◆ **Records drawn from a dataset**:
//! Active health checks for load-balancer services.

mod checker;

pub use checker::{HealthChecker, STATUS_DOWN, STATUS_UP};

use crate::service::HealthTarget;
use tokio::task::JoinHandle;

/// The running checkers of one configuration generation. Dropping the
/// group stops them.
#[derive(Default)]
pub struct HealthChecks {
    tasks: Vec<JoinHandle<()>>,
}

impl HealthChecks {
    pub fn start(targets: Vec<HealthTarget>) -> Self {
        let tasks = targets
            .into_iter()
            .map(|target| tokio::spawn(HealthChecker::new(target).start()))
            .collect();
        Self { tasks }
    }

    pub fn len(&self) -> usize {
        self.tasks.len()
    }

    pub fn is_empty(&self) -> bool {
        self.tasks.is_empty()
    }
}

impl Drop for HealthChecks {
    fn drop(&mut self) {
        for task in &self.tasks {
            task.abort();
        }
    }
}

==

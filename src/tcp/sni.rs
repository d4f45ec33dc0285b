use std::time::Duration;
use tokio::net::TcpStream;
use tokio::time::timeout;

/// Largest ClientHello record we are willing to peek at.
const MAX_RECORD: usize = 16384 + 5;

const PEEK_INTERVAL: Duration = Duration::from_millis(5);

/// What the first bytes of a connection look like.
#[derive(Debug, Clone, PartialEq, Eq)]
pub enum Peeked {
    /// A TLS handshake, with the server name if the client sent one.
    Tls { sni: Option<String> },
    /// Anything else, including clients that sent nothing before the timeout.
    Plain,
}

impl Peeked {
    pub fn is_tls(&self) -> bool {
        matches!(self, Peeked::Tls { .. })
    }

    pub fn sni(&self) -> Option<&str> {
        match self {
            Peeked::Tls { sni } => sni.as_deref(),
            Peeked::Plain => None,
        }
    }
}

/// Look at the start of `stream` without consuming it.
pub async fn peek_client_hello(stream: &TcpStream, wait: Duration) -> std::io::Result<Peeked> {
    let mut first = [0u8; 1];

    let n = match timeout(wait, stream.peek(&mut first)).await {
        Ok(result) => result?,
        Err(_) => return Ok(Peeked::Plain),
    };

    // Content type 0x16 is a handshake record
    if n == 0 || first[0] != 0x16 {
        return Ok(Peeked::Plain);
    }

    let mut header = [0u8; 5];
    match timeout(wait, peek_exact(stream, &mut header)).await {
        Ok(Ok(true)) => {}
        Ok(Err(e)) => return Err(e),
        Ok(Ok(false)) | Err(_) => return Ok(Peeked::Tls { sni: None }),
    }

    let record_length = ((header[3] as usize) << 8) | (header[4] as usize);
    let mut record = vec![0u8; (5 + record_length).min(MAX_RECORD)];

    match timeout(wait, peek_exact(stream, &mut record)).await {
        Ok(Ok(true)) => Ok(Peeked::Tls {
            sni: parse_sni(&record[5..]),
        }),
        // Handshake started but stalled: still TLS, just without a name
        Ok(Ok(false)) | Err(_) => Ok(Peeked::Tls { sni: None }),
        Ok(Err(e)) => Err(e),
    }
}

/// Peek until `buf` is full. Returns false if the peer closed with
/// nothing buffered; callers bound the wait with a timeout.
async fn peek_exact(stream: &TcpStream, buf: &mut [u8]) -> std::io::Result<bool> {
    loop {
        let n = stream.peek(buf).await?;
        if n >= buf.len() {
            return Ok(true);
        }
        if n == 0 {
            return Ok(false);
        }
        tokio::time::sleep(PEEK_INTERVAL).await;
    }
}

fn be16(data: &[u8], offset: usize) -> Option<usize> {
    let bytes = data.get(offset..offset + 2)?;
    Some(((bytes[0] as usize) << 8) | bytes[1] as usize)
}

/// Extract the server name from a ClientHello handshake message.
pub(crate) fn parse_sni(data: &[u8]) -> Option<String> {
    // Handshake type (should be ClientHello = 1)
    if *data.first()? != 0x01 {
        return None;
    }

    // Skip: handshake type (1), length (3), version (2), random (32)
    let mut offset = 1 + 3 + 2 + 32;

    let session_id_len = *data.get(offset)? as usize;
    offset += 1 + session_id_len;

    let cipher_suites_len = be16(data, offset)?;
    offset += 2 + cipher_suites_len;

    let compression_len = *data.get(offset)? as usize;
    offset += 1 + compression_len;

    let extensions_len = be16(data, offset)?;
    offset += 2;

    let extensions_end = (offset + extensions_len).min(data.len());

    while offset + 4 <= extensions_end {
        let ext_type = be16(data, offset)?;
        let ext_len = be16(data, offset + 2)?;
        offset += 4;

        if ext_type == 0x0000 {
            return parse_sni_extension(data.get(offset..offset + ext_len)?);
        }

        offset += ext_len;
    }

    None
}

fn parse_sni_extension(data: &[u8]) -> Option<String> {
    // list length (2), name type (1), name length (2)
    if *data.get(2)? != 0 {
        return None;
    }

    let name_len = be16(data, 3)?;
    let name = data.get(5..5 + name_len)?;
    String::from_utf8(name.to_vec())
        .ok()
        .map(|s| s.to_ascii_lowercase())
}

--

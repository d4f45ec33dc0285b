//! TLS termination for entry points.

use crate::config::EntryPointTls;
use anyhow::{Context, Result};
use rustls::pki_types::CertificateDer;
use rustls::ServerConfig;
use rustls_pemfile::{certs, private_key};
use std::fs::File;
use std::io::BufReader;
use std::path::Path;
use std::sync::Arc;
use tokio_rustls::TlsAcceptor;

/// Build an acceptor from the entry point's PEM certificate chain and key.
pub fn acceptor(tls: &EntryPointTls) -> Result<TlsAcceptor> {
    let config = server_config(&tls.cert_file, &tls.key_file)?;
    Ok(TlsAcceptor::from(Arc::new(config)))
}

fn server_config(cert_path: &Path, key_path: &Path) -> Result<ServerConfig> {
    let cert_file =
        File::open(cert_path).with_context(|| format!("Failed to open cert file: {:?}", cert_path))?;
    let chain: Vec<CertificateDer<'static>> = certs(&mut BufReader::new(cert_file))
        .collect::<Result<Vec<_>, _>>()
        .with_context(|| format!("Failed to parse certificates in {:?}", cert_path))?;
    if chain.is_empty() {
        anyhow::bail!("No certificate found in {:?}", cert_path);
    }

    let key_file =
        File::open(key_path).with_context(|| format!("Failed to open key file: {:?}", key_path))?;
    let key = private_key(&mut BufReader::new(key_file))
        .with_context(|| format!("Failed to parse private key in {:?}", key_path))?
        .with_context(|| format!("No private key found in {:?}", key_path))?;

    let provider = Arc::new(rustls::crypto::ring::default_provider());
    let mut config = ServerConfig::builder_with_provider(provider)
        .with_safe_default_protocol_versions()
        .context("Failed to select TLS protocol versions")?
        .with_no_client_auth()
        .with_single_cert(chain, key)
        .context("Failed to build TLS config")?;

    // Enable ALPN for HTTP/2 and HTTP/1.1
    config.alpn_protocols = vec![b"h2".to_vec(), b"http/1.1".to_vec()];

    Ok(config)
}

◆ **ASSIGNED TASK**: Take exactly the lines from the one containing "return Ok(false);" through the one containing "let ext_type = be16(data, offset)?;" in the data above, and output them with nothing added.

◆ **WRITTEN RESPONSE**:
            return Ok(false);
        }
        tokio::time::sleep(PEEK_INTERVAL).await;
    }
}

fn be16(data: &[u8], offset: usize) -> Option<usize> {
    let bytes = data.get(offset..offset + 2)?;
    Some(((bytes[0] as usize) << 8) | bytes[1] as usize)
}

/// Extract the server name from a ClientHello handshake message.
pub(crate) fn parse_sni(data: &[u8]) -> Option<String> {
    // Handshake type (should be ClientHello = 1)
    if *data.first()? != 0x01 {
        return None;
    }

    // Skip: handshake type (1), length (3), version (2), random (32)
    let mut offset = 1 + 3 + 2 + 32;

    let session_id_len = *data.get(offset)? as usize;
    offset += 1 + session_id_len;

    let cipher_suites_len = be16(data, offset)?;
    offset += 2 + cipher_suites_len;

    let compression_len = *data.get(offset)? as usize;
    offset += 1 + compression_len;

    let extensions_len = be16(data, offset)?;
    offset += 2;

    let extensions_end = (offset + extensions_len).min(data.len());

    while offset + 4 <= extensions_end {
        let ext_type = be16(data, offset)?;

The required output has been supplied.